And thats a harder story to tell.

It's a harder story to tell, because quite frankly, I don't know when, or where it happened. To put it another way, I'm not sure when I became the type of person who could ever hope to be the type of person I wanted to be.

But while I can't answer questions like when, or where, I can tell you that I think that the answer to 'the how' exists in that one word in the previous sentence.


That the answer, or the story of how I got here, is actually not the story of I got here, but instead, how we got here.

Cause, in many ways, that is the whole story, the process by which I stopped being "I" and started to become "We". The process by which, I stopped being different, I stopped being smarter than, I stopped being less than, I stopped being weaker, or stronger, or too cool. The process by which I stopped looking at you for all the differences that lay between us, your gender, your education, your bank account, your age. The process by which I stopped looking at you, and started to look at me inside of you.

The process by which I found that when I look into your eyes, I know that we are all the same.
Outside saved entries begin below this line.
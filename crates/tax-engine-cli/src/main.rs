mod commands;
mod input;
mod output;

use clap::{Parser, Subcommand, ValueEnum};
use colored::Colorize;
use std::process;
use tracing_subscriber::{layer::SubscriberExt, util::SubscriberInitExt, EnvFilter};

use commands::depreciation::{DepreciationArgs, ScheduleArgs};
use commands::levies::{ExtractArgs, InvoiceArgs, TaxesArgs};
use commands::payroll::{PayrollArgs, PayrollRunArgs};
use commands::rates::RatesArgs;
use commands::vat_return::VatReturnArgs;
use tax_engine_core::{TaxConfig, TaxEngine};

/// Consumption tax, payroll, VAT return and depreciation calculations
#[derive(Parser)]
#[command(
    name = "taxcalc",
    version,
    about = "Consumption tax, payroll, VAT return and depreciation calculations",
    long_about = "A CLI over the tax engine with decimal precision. Computes VAT/NHIL/GETFL/COVID \
                  levy breakdowns, invoice totals, PAYE and SSNIT, VAT return positions and \
                  depreciation charges against a built-in or --config rate table."
)]
struct Cli {
    #[command(subcommand)]
    command: Commands,

    /// Output format
    #[arg(long, default_value = "json", global = true)]
    output: OutputFormat,

    /// Rate table to use instead of the built-in one (.json, .yaml or .yml)
    #[arg(long, global = true, env = "TAXCALC_CONFIG")]
    config: Option<String>,

    /// Verbose diagnostics on stderr (overridden by RUST_LOG)
    #[arg(short, long, global = true)]
    verbose: bool,
}

#[derive(Subcommand)]
enum Commands {
    /// Levy breakdown for a taxable amount
    Taxes(TaxesArgs),
    /// Split a tax-inclusive total into subtotal and levies
    Extract(ExtractArgs),
    /// Invoice totals from priced lines
    Invoice(InvoiceArgs),
    /// PAYE, SSNIT and net pay for one salary
    Payroll(PayrollArgs),
    /// Payroll for many employees with remittance totals
    PayrollRun(PayrollRunArgs),
    /// Net a period's VAT into payable or credit
    VatReturn(VatReturnArgs),
    /// One period's depreciation charge
    Depreciation(DepreciationArgs),
    /// Multi-period depreciation schedule
    DepreciationSchedule(ScheduleArgs),
    /// Show the active rate table
    Rates(RatesArgs),
    /// Print version information
    Version,
}

#[derive(Debug, Clone, ValueEnum)]
pub enum OutputFormat {
    Json,
    Table,
    Csv,
    Minimal,
}

fn init_tracing(verbose: bool) {
    let default_directive = if verbose { "taxcalc=debug" } else { "warn" };
    tracing_subscriber::registry()
        .with(EnvFilter::try_from_default_env().unwrap_or_else(|_| default_directive.into()))
        .with(tracing_subscriber::fmt::layer().with_writer(std::io::stderr))
        .init();
}

fn load_engine(path: Option<&str>) -> Result<TaxEngine, Box<dyn std::error::Error>> {
    let config = match path {
        Some(path) => {
            let resolved = input::file::resolve_path(path)?;
            let config = TaxConfig::from_path(&resolved)?;
            tracing::info!(
                path = %resolved.display(),
                jurisdiction = %config.jurisdiction,
                "loaded rate table"
            );
            config
        }
        None => {
            tracing::debug!("using built-in rate table");
            TaxConfig::default()
        }
    };
    Ok(TaxEngine::new(config)?)
}

fn dispatch(
    command: Commands,
    engine: &TaxEngine,
) -> Result<Option<serde_json::Value>, Box<dyn std::error::Error>> {
    let value = match command {
        Commands::Taxes(args) => commands::levies::run_taxes(args, engine)?,
        Commands::Extract(args) => commands::levies::run_extract(args, engine)?,
        Commands::Invoice(args) => commands::levies::run_invoice(args, engine)?,
        Commands::Payroll(args) => commands::payroll::run_payroll(args, engine)?,
        Commands::PayrollRun(args) => commands::payroll::run_payroll_run(args, engine)?,
        Commands::VatReturn(args) => commands::vat_return::run_vat_return(args, engine)?,
        Commands::Depreciation(args) => commands::depreciation::run_depreciation(args, engine)?,
        Commands::DepreciationSchedule(args) => {
            commands::depreciation::run_schedule(args, engine)?
        }
        Commands::Rates(args) => return commands::rates::run_rates(args, engine),
        Commands::Version => return Ok(None),
    };
    Ok(Some(value))
}

fn run(cli: Cli) -> Result<Option<serde_json::Value>, Box<dyn std::error::Error>> {
    match cli.command {
        Commands::Version => {
            println!("taxcalc {}", env!("CARGO_PKG_VERSION"));
            Ok(None)
        }
        command => {
            let engine = load_engine(cli.config.as_deref())?;
            tracing::debug!(jurisdiction = engine.jurisdiction(), "dispatching command");
            dispatch(command, &engine)
        }
    }
}

fn main() {
    let cli = Cli::parse();
    init_tracing(cli.verbose);

    let format = cli.output.clone();
    match run(cli) {
        Ok(Some(value)) => {
            output::format_output(&format, &value);
            process::exit(0);
        }
        Ok(None) => process::exit(0),
        Err(e) => {
            tracing::debug!(error = %e, "command failed");
            eprintln!("{}: {}", "error".red().bold(), e);
            process::exit(1);
        }
    }
}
And the basic truth, that if I am just like you, and you are just like me, then all those things you have that I want, the honesty, the commitment, the respect, the love, that maybe, one day, I could hope to have them too.

But who knows, maybe this story didn't make a lot of sense, and maybe it wasn't as exciting, or inspiring as some others. So I'm sorry, but for the story of 'how I got here', in the words of my friend...

It's the only one I got.

Thursday, April 19, 2012

Daniel and the Terrible, Horrible, No Good, Very Bad Race

So as a kid growing up, I wasn't what you would call a "lover of literature". I wasn't exactly the kid you would find tucked into a corner turning the pages of a book. Nor was I the child clutching a flashlight long after bedtime reading beneath the covers. No, there was something about this process that we call reading that just wasn't my cup of tea as a kid, presumably because it couldn't be done while rambunctiously bouncing on couch cushions and doing wind sprints back and forth from the kitchen to the living room (believe it or not, I had a hard time sitting still.)
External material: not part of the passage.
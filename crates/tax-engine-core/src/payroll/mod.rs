pub mod paye;
pub mod payroll_run;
But that is not to say, that on occasion, I didn't trip, and find myself between the cover of a book. There were occurrences where I could be found piecing my way through the "Bert and Ernie Alphabet Book", or sitting on my mothers lap as she read to me "The Adventures of Davy Crockett", (Yes, Ludington Library, twas I who checked it out, and you'll never catch me alive.). And though the list of books that could be classified as my childhood favorites is rather short, one that sticks out is the story of a boy named Alexander. Specifically, about a boy named Alexander, who had a terrible, horrible, no good, very bad day.
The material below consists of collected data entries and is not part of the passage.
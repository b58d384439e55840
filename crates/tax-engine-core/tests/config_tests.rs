use rust_decimal_macros::dec;
use std::fs;
use tax_engine_core::config::{BracketWidth, WithholdingCategory};
use tax_engine_core::{TaxConfig, TaxEngine, TaxEngineError};

fn write_temp(name: &str, contents: &str) -> std::path::PathBuf {
    let path = std::env::temp_dir().join(format!("{}-{}", std::process::id(), name));
    fs::write(&path, contents).unwrap();
    path
}

#[test]
fn test_load_yaml_table_and_calculate() {
    let path = write_temp(
        "rates-2025.yaml",
        r#"
jurisdiction: GH-2025
effective_from: 2025-01-01
rates:
  vat: "15"
  nhil: "2.5"
  getfl: "2.5"
  covid: "0"
  combined_rate: "20"
  withholding:
    standard: "5"
    goods: "3"
payroll:
  employee_ssnit_rate: "5.5"
  employer_ssnit_rate: "13"
  brackets:
    - { width: { limited: "490" }, rate: "0" }
    - { width: { limited: "110" }, rate: "5" }
    - { width: unbounded, rate: "10" }
"#,
    );
    let config = TaxConfig::from_path(&path).unwrap();
    let _ = fs::remove_file(&path);

    let engine = TaxEngine::new(config).unwrap();
    assert_eq!(engine.jurisdiction(), "GH-2025");
    assert!(engine.config().payroll.brackets[2].width == BracketWidth::Unbounded);

    let b = engine
        .calculate_taxes(dec!(1000), true, WithholdingCategory::Goods)
        .unwrap();
    assert_eq!(b.total, dec!(1200));
    assert_eq!(b.withholding_tax, Some(dec!(30)));

    // Rent is not in this table.
    assert!(engine
        .calculate_taxes(dec!(1000), true, WithholdingCategory::Rent)
        .is_err());

    // taxable = 1000 - 55 = 945: 490 free, 110 @ 5% = 5.5, 345 @ 10% = 34.5
    let p = engine.calculate_payroll_taxes(dec!(1000)).unwrap();
    assert_eq!(p.paye_tax, dec!(40));
    assert_eq!(p.employer_ssnit, dec!(130));
}

#[test]
fn test_load_json_table() {
    let json = serde_json::to_string_pretty(&TaxConfig::ghana()).unwrap();
    let path = write_temp("rates.json", &json);
    let config = TaxConfig::from_path(&path).unwrap();
    let _ = fs::remove_file(&path);
    assert_eq!(config, TaxConfig::ghana());
}

#[test]
fn test_inconsistent_combined_rate_in_file() {
    let path = write_temp(
        "bad-rates.yml",
        "rates:\n  vat: \"12.5\"\n  combined_rate: \"30\"\n",
    );
    let result = TaxConfig::from_path(&path);
    let _ = fs::remove_file(&path);
    match result {
        Err(TaxEngineError::InvalidInput { field, .. }) => assert_eq!(field, "rates.combined_rate"),
        other => panic!("Expected InvalidInput, got {:?}", other),
    }
}

#[test]
fn test_malformed_yaml_is_serialization_error() {
    let path = write_temp("broken.yaml", "rates: [unterminated");
    let result = TaxConfig::from_path(&path);
    let _ = fs::remove_file(&path);
    assert!(matches!(result, Err(TaxEngineError::SerializationError(_))));
}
This childrens book, as I remember, begins with Alexander waking up with gum in his hair. And from there his day takes turn, after turn for the worse. His brothers get all the good prizes from the cereal boxes, his teacher makes fun of the way he sings, his dentist finds a cavity, the shoe store is out of his preferred style of shoe, and worst of all, he is served lima beans for dinner.

The story ends with Alexander in bed, vowing to move to Australia, when his mother delivers the message that it is okay, that everyone has bad days, even in Australia.
Fast forward twenty some years to Monday, April 16th, 2012.
A morning where I woke up much like Alexander, though the gum in my hair was more of the metaphoric variety.

And while it certainly, by no means irregular for any of us to have a day filled with bad luck, this one is noteworthy not entirely for the bad luck itself, but instead for the bad luck that it happened to occur on this particular day.

This particular April 16th.

This day, that for most of the population is just simply another Monday. This third Monday in April, collectively known in New England as Patriot's Day. Or, for others still, a day that is simply known by it's two word title "Marathon Monday".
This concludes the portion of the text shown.